There were many others in between, but those are the ones with the most significant impact on me, allowing me to be ready for everything that Andy has to offer, plus so much more.The good, the bad, and the ugly.

Sneaky Fondle

It was getting late and I was ready to go back to his place. We were at my coworker’s place, where we had just wrapped up the board game we were playing. My coworker went to bed, leaving her husband to chat and visit with Andy and I. 

I snuggled next to Andy on the couch and he wrapped his left arm around me while holding my right hand with his, my arm stretched out across his lap. 

Coworker’s husband (we’ll call him CH) was setting up his new console while chatting with Andy, not paying too much attention to us. 

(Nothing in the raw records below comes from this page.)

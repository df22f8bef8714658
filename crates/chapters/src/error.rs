//! Ошибки слоя ввода-вывода.
//!
//! Ядро конвейера (разбор, конвертация, валидация) не возвращает ошибок:
//! некорректные строки пропускаются, а нарушения правил YouTube попадают
//! в [`ValidationResult`](crate::validation::ValidationResult). Ошибки
//! возникают только при чтении байтов и их декодировании в текст.

use thiserror::Error;

/// Главная ошибка крейта.
#[derive(Debug, Error)]
pub enum ChapterError {
    /// Ошибка ввода/вывода.
    #[error("I/O error: {0}")]
    Io(#[from] std::io::Error),

    /// Нечётное количество байтов во входе UTF-16.
    #[error("UTF-16 input has an odd number of bytes ({0})")]
    OddUtf16Length(usize),

    /// Непарный суррогат в UTF-16.
    #[error("Invalid UTF-16 at character {position}")]
    InvalidUtf16 {
        /// Индекс символа, на котором декодирование сломалось.
        position: usize,
    },

    /// Некорректная UTF-8 последовательность.
    #[error("Invalid UTF-8: {0}")]
    InvalidUtf8(#[from] std::string::FromUtf8Error),

    /// Неизвестное имя кодировки.
    #[error("Unknown encoding '{0}': expected auto, utf16le, utf16be or utf8")]
    UnknownEncoding(String),

    /// Неизвестный порядок полей в строке главы.
    #[error("Unknown chapter order '{0}': expected timestamp-first or name-first")]
    UnknownOrder(String),
}

/// Удобный alias для Result с [`ChapterError`].
pub type Result<T> = std::result::Result<T, ChapterError>;
//! Конвертер маркеров глав Adobe Premiere Pro в главы YouTube.
//!
//! Крейт реализует конвейер из трёх чистых функций:
//!
//! - [`parser::parse`] — табличный текст экспорта маркеров → [`RawMarker`]
//! - [`converter::to_chapters`] — таймкод редактора → метка времени YouTube
//! - [`validation::validate`] — проверка глав по правилам YouTube
//!
//! Вокруг ядра находится тонкий слой ввода-вывода: [`decode`] (UTF-16/UTF-8),
//! [`reader`] и [`writer`], а также [`pipeline::Conversion`], который
//! выполняет все три шага за один вызов.
//!
//! # Быстрый старт
//!
//! ```
//! use chapters::prelude::*;
//!
//! let export = "Name\tDescription\tIn\tOut\tDuration\tMarker Type\tComment\n\
//!               Intro\t\t00:00:00:00\t00:00:00:00\t00:00:00:00\tChapter\t\n\
//!               Setup\t\t00:01:30:15\t00:01:30:15\t00:00:00:00\tChapter\t\n\
//!               Outro\t\t01:02:03:04\t01:02:03:04\t00:00:00:00\tChapter\t";
//!
//! let conversion = Conversion::run(export);
//!
//! assert!(conversion.validation.valid);
//! assert_eq!(
//!     conversion.text(ChapterOrder::TimestampFirst),
//!     "00:00 Intro\n01:30 Setup\n01:02:03 Outro"
//! );
//! ```

pub mod converter;
pub mod decode;
pub mod error;
pub mod marker;
pub mod parser;
pub mod pipeline;
pub mod reader;
pub mod validation;
pub mod writer;

pub use error::{ChapterError, Result};
pub use marker::{Chapter, RawMarker};

/// Часто используемые типы и функции одним импортом.
pub mod prelude {
    pub use crate::{
        converter::{ChapterOrder, convert_timecode, format_as_text, to_chapters},
        decode::{Encoding, decode},
        error::{ChapterError, Result},
        marker::{Chapter, RawMarker},
        parser::parse,
        pipeline::Conversion,
        reader::read_markers,
        validation::{ValidationResult, ValidationRules, validate, validate_with},
        writer::ChapterWriter,
    };
}
//! Буферизованная запись глав в текст описания.
//!
//! Предоставляет [`ChapterWriter`] для записи глав в любой тип,
//! реализующий [`Write`].

use std::io::{BufWriter, Write};

use crate::{
    converter::{ChapterOrder, format_line},
    error::Result,
    marker::Chapter,
};

/// Буферизованный writer глав.
///
/// Строки разделяются `\n`; после последней строки перевод строки не
/// пишется, поэтому результат совпадает с
/// [`format_as_text`](crate::converter::format_as_text).
///
/// # Пример
///
/// ```
/// use chapters::{Chapter, converter::ChapterOrder, writer::ChapterWriter};
///
/// let mut output = Vec::new();
/// {
///     let mut writer = ChapterWriter::new(&mut output, ChapterOrder::TimestampFirst);
///     writer.write_all(&[Chapter::new("Intro", "00:00"), Chapter::new("Main", "01:30")])?;
///     writer.flush()?;
/// }
///
/// assert_eq!(String::from_utf8(output).unwrap(), "00:00 Intro\n01:30 Main");
/// # Ok::<(), chapters::ChapterError>(())
/// ```
pub struct ChapterWriter<W: Write> {
    inner: BufWriter<W>,
    order: ChapterOrder,
    /// Счётчик записанных глав.
    chapters_written: usize,
}

impl<W: Write> ChapterWriter<W> {
    /// Создаёт новый writer.
    pub fn new(writer: W, order: ChapterOrder) -> Self {
        Self { inner: BufWriter::new(writer), order, chapters_written: 0 }
    }

    /// Записывает одну главу.
    pub fn write(&mut self, chapter: &Chapter) -> Result<()> {
        if self.chapters_written > 0 {
            self.inner.write_all(b"\n")?;
        }
        self.inner.write_all(format_line(chapter, self.order).as_bytes())?;
        self.chapters_written += 1;
        Ok(())
    }

    /// Записывает несколько глав.
    pub fn write_all(&mut self, chapters: &[Chapter]) -> Result<()> {
        for chapter in chapters {
            self.write(chapter)?;
        }
        Ok(())
    }

    /// Принудительно сбрасывает буфер.
    pub fn flush(&mut self) -> Result<()> {
        self.inner.flush()?;
        Ok(())
    }

    /// Возвращает количество записанных глав.
    #[must_use]
    pub fn chapters_written(&self) -> usize {
        self.chapters_written
    }

    /// Извлекает внутренний writer (с предварительным flush).
    pub fn into_inner(self) -> Result<W> {
        self.inner.into_inner().map_err(|e| e.into_error().into())
    }
}
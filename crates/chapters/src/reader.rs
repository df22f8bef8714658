//! Чтение экспорта маркеров из любого источника [`Read`].
//!
//! Файл читается целиком: кодировку нужно определить до разбора, а
//! экспорты Premiere занимают единицы килобайт.

use std::io::Read;

use tracing::debug;

use crate::{
    decode::{Encoding, decode},
    error::Result,
    marker::RawMarker,
    parser::parse,
};

/// Читает и декодирует весь источник в текст.
pub fn read_text<R: Read>(mut reader: R, encoding: Encoding) -> Result<String> {
    let mut bytes = Vec::new();
    reader.read_to_end(&mut bytes)?;
    debug!(bytes = bytes.len(), %encoding, "read marker export");
    decode(&bytes, encoding)
}

/// Читает, декодирует и разбирает экспорт маркеров.
///
/// # Пример
///
/// ```
/// use std::io::Cursor;
///
/// use chapters::{decode::Encoding, reader::read_markers};
///
/// let input = Cursor::new("Name\tDescription\tIn\nIntro\t\t00:00:00:00");
/// let markers = read_markers(input, Encoding::Auto)?;
///
/// assert_eq!(markers.len(), 1);
/// # Ok::<(), chapters::ChapterError>(())
/// ```
pub fn read_markers<R: Read>(reader: R, encoding: Encoding) -> Result<Vec<RawMarker>> {
    let text = read_text(reader, encoding)?;
    Ok(parse(&text))
}
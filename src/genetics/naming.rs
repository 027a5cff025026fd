//! Offspring name synthesis

use crate::core::config::BreedingConfig;

/// Build an offspring name from the parents' names
///
/// Long enough names are spliced: the first half of the first name followed
/// by the second half of the second, both halves split at `len / 2`
/// (characters, not bytes). Otherwise the names are concatenated with the
/// configured suffix.
pub fn offspring_name(first: &str, second: &str, config: &BreedingConfig) -> String {
    let first_len = first.chars().count();
    let second_len = second.chars().count();

    if first_len >= config.min_blend_name_len && second_len >= config.min_blend_name_len {
        let head = first.chars().take(first_len / 2);
        let tail = second.chars().skip(second_len / 2);
        head.chain(tail).collect()
    } else {
        format!("{}{}{}", first, second, config.short_name_suffix)
    }
}

#[cfg(test)]
mod tests {
    use super::*;

    fn name(a: &str, b: &str) -> String {
        offspring_name(a, b, &BreedingConfig::default())
    }

    #[test]
    fn test_spliced_name() {
        // "Em" + "ost"
        assert_eq!(name("Ember", "Frost"), "Emost");
        assert_eq!(name("Blaze", "Solar"), "Bllar");
    }

    #[test]
    fn test_short_names_get_suffix() {
        assert_eq!(name("Al", "Bo"), "AlBoJr");
        assert_eq!(name("Al", "Thunder"), "AlThunderJr");
        assert_eq!(name("", "Storm"), "StormJr");
    }

    #[test]
    fn test_three_letter_names_splice() {
        // floor(3 / 2) = 1 on both sides
        assert_eq!(name("Ash", "Ivy"), "Avy");
    }

    #[test]
    fn test_splits_on_characters() {
        // "Öl" + "skø"
        assert_eq!(name("Öland", "Ærøskø"), "Ölskø");
    }

    #[test]
    fn test_custom_suffix_and_threshold() {
        let config = BreedingConfig {
            min_blend_name_len: 6,
            short_name_suffix: "II".into(),
            ..Default::default()
        };
        assert_eq!(offspring_name("Ember", "Frost", &config), "EmberFrostII");
    }
}
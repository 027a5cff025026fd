//! Core type definitions used throughout the codebase

use serde::{Deserialize, Serialize};
use uuid::Uuid;

/// Lowest value any trait can hold
pub const TRAIT_MIN: u8 = 1;

/// Highest value any trait can hold
pub const TRAIT_MAX: u8 = 10;

/// Unique identifier for creatures
#[derive(Debug, Clone, Copy, PartialEq, Eq, Hash, Serialize, Deserialize)]
pub struct CreatureId(pub Uuid);

impl CreatureId {
    pub fn new() -> Self {
        Self(Uuid::new_v4())
    }
}

impl Default for CreatureId {
    fn default() -> Self {
        Self::new()
    }
}

/// Generation counter; roots are generation 1
pub type Generation = i64;

/// The independently inherited numeric traits
#[derive(Debug, Clone, Copy, PartialEq, Eq, Hash, Serialize, Deserialize)]
pub enum TraitKind {
    Size,
    Strength,
    Intelligence,
}

impl TraitKind {
    pub const ALL: [TraitKind; 3] = [TraitKind::Size, TraitKind::Strength, TraitKind::Intelligence];

    pub fn name(&self) -> &'static str {
        match self {
            TraitKind::Size => "size",
            TraitKind::Strength => "strength",
            TraitKind::Intelligence => "intelligence",
        }
    }
}

/// Clamp a raw trait value into [TRAIT_MIN, TRAIT_MAX]
pub fn clamp_trait(value: i64) -> u8 {
    value.clamp(TRAIT_MIN as i64, TRAIT_MAX as i64) as u8
}
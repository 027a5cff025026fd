pub mod family_tree;

pub use family_tree::{family_tree, render_family_tree, unique_ancestors, FamilyTree};
//! Family tree traversal
//!
//! Walks the parent graph depth-first in pre-order. Shared ancestors are
//! reached once per path, so a creature bred from two siblings lists the
//! grandparents twice. The walk always terminates: each offspring's
//! generation is strictly greater than both parents', so there are no cycles.

use std::collections::HashSet;

use crate::core::types::CreatureId;
use crate::entity::Creature;

/// Lazy pre-order iterator over `(creature, depth)` pairs
pub struct FamilyTree<'a> {
    stack: Vec<(&'a Creature, usize)>,
}

impl<'a> Iterator for FamilyTree<'a> {
    type Item = (&'a Creature, usize);

    fn next(&mut self) -> Option<Self::Item> {
        let (creature, depth) = self.stack.pop()?;
        if let Some((first, second)) = creature.parents() {
            // Second parent pushed first so the first parent is visited first
            self.stack.push((second.as_ref(), depth + 1));
            self.stack.push((first.as_ref(), depth + 1));
        }
        Some((creature, depth))
    }
}

/// Traverse a creature and its ancestors, starting at depth 0
pub fn family_tree(creature: &Creature) -> FamilyTree<'_> {
    FamilyTree {
        stack: vec![(creature, 0)],
    }
}

/// Render the tree as indented text, two spaces per level
pub fn render_family_tree(creature: &Creature) -> String {
    let mut out = String::new();
    for (node, depth) in family_tree(creature) {
        let prefix = "  ".repeat(depth);
        out.push_str(&format!(
            "{}{} (Gen {}, {})\n",
            prefix,
            node.name(),
            node.generation(),
            node.species()
        ));
        if !node.is_root() {
            out.push_str(&format!("{}├─ Parents:\n", prefix));
        }
    }
    out
}

/// Every distinct ancestor, excluding the creature itself, in first-seen order
pub fn unique_ancestors(creature: &Creature) -> Vec<&Creature> {
    let mut seen: HashSet<CreatureId> = HashSet::new();
    seen.insert(creature.id());

    family_tree(creature)
        .skip(1)
        .filter(|(node, _)| seen.insert(node.id()))
        .map(|(node, _)| node)
        .collect()
}
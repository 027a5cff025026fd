//! Inheritance rules and the breeding operation
//!
//! Offspring get a spliced name, a parent's color (occasionally a blend),
//! and traits averaged from both parents with a small mutation.

pub mod breeding;
pub mod inheritance;
pub mod naming;

pub use breeding::{breed, breed_with_config, Breeder};
pub use inheritance::{blend_colors, inherit_color, inherit_trait, BLEND_TABLE};
pub use naming::offspring_name;
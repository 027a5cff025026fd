pub mod creature;

pub use creature::{Creature, CreatureRef, CreatureStats};
//! Trait and color inheritance
//!
//! Numeric traits average the two parents and add a small uniform mutation.
//! Colors are inherited from one parent, except that a few ordered pairs can
//! occasionally blend into a third color.

use rand::Rng;

use crate::core::config::{BreedingConfig, MAX_MUTATION_RANGE};
use crate::core::types::clamp_trait;

// === COLOR BLENDING ===

/// Ordered (first parent, second parent) color pairs that can blend
///
/// Lookups are exact and case-sensitive. Same-color pairs never blend.
pub const BLEND_TABLE: [(&str, &str, &str); 6] = [
    ("Red", "Blue", "Purple"),
    ("Blue", "Red", "Purple"),
    ("Red", "Yellow", "Orange"),
    ("Yellow", "Red", "Orange"),
    ("Blue", "Yellow", "Green"),
    ("Yellow", "Blue", "Green"),
];

/// Blend result for an ordered color pair, if the pair is in the table
pub fn blend_colors(first: &str, second: &str) -> Option<&'static str> {
    BLEND_TABLE
        .iter()
        .find(|(a, b, _)| *a == first && *b == second)
        .map(|(_, _, blended)| *blended)
}

/// Pick the offspring color
///
/// One roll decides the blend branch; it only applies when the pair is in
/// the blend table. Otherwise a fair coin picks either parent's color.
pub fn inherit_color<R: Rng + ?Sized>(
    first: &str,
    second: &str,
    config: &BreedingConfig,
    rng: &mut R,
) -> String {
    let roll: f64 = rng.gen();
    if roll < config.blend_chance {
        if let Some(blended) = blend_colors(first, second) {
            return blended.to_string();
        }
    }

    if rng.gen_bool(0.5) {
        first.to_string()
    } else {
        second.to_string()
    }
}

// === NUMERIC TRAITS ===

/// Inherit one numeric trait
///
/// The parental midpoint (kept fractional) is shifted by a uniform draw from
/// [-mutation_range, mutation_range], rounded half away from zero, then
/// clamped into the trait range. The range itself is capped at the trait
/// span, and a NaN range means no mutation.
pub fn inherit_trait<R: Rng + ?Sized>(
    first: u8,
    second: u8,
    config: &BreedingConfig,
    rng: &mut R,
) -> u8 {
    let base = (f64::from(first) + f64::from(second)) / 2.0;

    let range = config.mutation_range.min(MAX_MUTATION_RANGE);
    let mutation = if range > 0.0 {
        rng.gen_range(-range..=range)
    } else {
        0.0
    };

    clamp_trait((base + mutation).round() as i64)
}
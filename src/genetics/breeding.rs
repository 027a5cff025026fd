//! Two-parent breeding
//!
//! Species equality is the only hard precondition. Everything else about the
//! parents is accepted as-is; the offspring's traits are clamped by
//! construction.

use std::sync::Arc;

use rand::{Rng, SeedableRng};
use rand_chacha::ChaCha8Rng;

use crate::core::config::{config, BreedingConfig};
use crate::core::error::{BreedError, ConfigError, Result};
use crate::core::types::TraitKind;
use crate::entity::{Creature, CreatureRef};
use crate::genetics::inheritance::{inherit_color, inherit_trait};
use crate::genetics::naming::offspring_name;

/// Breed two creatures using the global config
pub fn breed<R: Rng + ?Sized>(
    parent1: &CreatureRef,
    parent2: &CreatureRef,
    rng: &mut R,
) -> Result<Creature> {
    breed_with_config(parent1, parent2, config(), rng)
}

/// Breed two creatures with explicit tunables
///
/// Fails with [`BreedError::SpeciesMismatch`] before drawing any randomness
/// when the parents' species differ.
pub fn breed_with_config<R: Rng + ?Sized>(
    parent1: &CreatureRef,
    parent2: &CreatureRef,
    config: &BreedingConfig,
    rng: &mut R,
) -> Result<Creature> {
    if parent1.species() != parent2.species() {
        tracing::warn!(
            "Rejected breeding {} x {}: {} and {} are different species",
            parent1.name(),
            parent2.name(),
            parent1.species(),
            parent2.species()
        );
        return Err(BreedError::SpeciesMismatch {
            first: parent1.species().to_string(),
            second: parent2.species().to_string(),
        });
    }

    let name = offspring_name(parent1.name(), parent2.name(), config);
    let color = inherit_color(parent1.color(), parent2.color(), config, rng);

    // TraitKind::ALL fixes the draw order for seeded runs
    let [size, strength, intelligence] = TraitKind::ALL.map(|kind| {
        let (first, second) = (parent1.trait_value(kind), parent2.trait_value(kind));
        let value = inherit_trait(first, second, config, rng);
        tracing::trace!("Inherited {} {} from {} and {}", kind.name(), value, first, second);
        value
    });

    let generation = parent1.generation().max(parent2.generation()).saturating_add(1);

    let offspring = Creature::new(
        name,
        parent1.species(),
        color,
        i64::from(size),
        i64::from(strength),
        i64::from(intelligence),
    )
    .with_generation(generation)
    .with_parents(Arc::clone(parent1), Arc::clone(parent2));

    tracing::debug!(
        "Bred {} from {} x {} ({}, generation {})",
        offspring.name(),
        parent1.name(),
        parent2.name(),
        offspring.species(),
        offspring.generation()
    );

    Ok(offspring)
}

/// Breeding session that owns its tunables and random source
pub struct Breeder<R: Rng = ChaCha8Rng> {
    config: BreedingConfig,
    rng: R,
}

impl Breeder<ChaCha8Rng> {
    /// Deterministic breeder seeded from a u64
    pub fn from_seed(config: BreedingConfig, seed: u64) -> std::result::Result<Self, ConfigError> {
        Self::new(config, ChaCha8Rng::seed_from_u64(seed))
    }
}

impl<R: Rng> Breeder<R> {
    /// Rejects configs that fail [`BreedingConfig::validate`]
    pub fn new(config: BreedingConfig, rng: R) -> std::result::Result<Self, ConfigError> {
        config.validate().map_err(ConfigError::Invalid)?;
        Ok(Self { config, rng })
    }

    pub fn config(&self) -> &BreedingConfig {
        &self.config
    }

    /// Breed two parents, returning the offspring as a shareable handle
    pub fn breed(&mut self, parent1: &CreatureRef, parent2: &CreatureRef) -> Result<CreatureRef> {
        breed_with_config(parent1, parent2, &self.config, &mut self.rng).map(Arc::new)
    }
}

I began to run my hand up and down his thigh (not too far so as to be inappropriate, but enough to hint that I wanted to touch him). Still holding my hand, he surprised me by sliding it under his shorts, resting just shy of his cock. He released my hand and pulled his shorts down to cover my hand. 

They talked while I explored. I had a bad angle, so I wasn’t able to weild his dick in my hand. I was however, able to run my finger along the tip and up and down the shaft. 

I was feeling naughty and ready to play. To be honest, I had been ready all afternoon, but had behaved myself until now. He started to get hard and finally asked the magic question of if I was ready to go. 

CH was busy with his new game and hadn’t even noticed what I was up to. I slid my hand out of his shorts and stood up. Andy stood up after giving himself a slight adjustment. We gathered our things as we said goodbye and walked back to my car.

On the way back to Andy’s I gethered my courage and asked if he was up for a little fun before I had to get home. You know his answer was yes.